++++ The data ++++

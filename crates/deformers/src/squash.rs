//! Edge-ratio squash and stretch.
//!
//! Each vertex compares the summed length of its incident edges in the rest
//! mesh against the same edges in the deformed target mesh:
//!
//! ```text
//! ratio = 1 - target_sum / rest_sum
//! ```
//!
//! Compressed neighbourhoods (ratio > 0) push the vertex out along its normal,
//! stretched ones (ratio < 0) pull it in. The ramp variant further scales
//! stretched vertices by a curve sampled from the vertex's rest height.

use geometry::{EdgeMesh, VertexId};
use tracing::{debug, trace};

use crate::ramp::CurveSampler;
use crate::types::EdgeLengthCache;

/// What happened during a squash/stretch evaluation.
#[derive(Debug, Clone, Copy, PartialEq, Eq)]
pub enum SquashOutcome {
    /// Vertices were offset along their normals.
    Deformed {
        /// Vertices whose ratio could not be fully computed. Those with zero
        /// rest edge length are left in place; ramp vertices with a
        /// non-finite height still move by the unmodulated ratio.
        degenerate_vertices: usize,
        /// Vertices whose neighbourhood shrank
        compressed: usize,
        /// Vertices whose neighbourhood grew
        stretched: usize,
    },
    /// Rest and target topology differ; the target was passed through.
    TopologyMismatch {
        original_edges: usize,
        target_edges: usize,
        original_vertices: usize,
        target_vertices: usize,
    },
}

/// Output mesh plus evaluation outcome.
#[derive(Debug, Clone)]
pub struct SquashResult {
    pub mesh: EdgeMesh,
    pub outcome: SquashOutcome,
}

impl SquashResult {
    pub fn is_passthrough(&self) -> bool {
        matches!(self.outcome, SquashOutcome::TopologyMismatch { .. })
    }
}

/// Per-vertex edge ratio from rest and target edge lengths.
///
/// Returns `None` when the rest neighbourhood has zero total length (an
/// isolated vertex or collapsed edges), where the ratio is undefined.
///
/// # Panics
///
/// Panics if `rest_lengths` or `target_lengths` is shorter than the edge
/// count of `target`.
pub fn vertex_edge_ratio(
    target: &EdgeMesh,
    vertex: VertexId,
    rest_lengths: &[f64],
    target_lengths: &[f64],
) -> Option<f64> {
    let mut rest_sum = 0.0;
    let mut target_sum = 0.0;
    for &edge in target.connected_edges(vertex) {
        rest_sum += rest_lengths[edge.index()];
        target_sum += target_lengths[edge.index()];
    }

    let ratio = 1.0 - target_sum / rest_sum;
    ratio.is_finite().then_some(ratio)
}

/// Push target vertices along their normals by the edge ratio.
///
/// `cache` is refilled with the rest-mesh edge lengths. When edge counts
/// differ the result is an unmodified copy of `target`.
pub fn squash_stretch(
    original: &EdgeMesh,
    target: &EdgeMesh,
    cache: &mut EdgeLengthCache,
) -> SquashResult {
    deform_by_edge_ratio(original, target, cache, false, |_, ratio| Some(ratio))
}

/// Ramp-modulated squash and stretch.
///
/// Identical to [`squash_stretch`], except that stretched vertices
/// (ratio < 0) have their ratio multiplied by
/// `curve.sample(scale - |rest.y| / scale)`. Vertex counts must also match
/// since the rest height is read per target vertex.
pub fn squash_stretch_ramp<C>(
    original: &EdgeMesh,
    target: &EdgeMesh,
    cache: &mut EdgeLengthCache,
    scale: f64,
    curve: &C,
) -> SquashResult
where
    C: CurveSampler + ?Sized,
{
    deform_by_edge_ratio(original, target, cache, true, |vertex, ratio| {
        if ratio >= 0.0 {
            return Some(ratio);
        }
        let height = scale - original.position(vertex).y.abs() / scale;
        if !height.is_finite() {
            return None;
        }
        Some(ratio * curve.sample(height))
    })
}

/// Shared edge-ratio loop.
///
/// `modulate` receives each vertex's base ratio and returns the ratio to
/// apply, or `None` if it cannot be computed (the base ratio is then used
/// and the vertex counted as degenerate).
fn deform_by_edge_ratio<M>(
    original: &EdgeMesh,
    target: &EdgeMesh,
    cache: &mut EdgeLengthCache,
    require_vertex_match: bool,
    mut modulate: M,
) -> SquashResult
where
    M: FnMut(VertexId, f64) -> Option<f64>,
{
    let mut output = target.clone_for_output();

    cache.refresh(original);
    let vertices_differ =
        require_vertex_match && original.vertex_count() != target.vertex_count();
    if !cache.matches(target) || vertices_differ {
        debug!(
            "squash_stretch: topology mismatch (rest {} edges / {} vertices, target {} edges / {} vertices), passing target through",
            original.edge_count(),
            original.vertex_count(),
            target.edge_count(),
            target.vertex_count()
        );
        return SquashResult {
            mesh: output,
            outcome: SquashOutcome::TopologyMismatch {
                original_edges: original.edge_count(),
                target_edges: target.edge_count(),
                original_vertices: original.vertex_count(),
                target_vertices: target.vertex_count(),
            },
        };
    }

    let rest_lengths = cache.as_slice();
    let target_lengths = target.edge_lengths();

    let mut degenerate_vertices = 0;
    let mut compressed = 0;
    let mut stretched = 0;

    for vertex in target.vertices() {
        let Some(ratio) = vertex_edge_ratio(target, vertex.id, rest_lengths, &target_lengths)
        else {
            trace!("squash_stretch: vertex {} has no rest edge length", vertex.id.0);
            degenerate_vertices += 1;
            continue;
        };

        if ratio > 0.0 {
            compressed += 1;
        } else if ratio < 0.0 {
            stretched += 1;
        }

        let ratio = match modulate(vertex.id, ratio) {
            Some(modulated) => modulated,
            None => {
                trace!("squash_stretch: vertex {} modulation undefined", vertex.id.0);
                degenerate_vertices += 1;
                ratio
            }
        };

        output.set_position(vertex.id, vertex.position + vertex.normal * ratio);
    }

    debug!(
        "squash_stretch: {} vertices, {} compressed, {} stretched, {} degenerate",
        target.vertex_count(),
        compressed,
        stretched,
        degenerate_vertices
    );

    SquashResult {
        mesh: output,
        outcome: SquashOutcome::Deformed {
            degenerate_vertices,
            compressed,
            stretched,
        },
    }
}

++++

• _Instructions to follow_
If a line in the data holds the string "CurveSampler", copy that line.

• _Output of the exercise_
use crate::ramp::CurveSampler;
    C: CurveSampler + ?Sized,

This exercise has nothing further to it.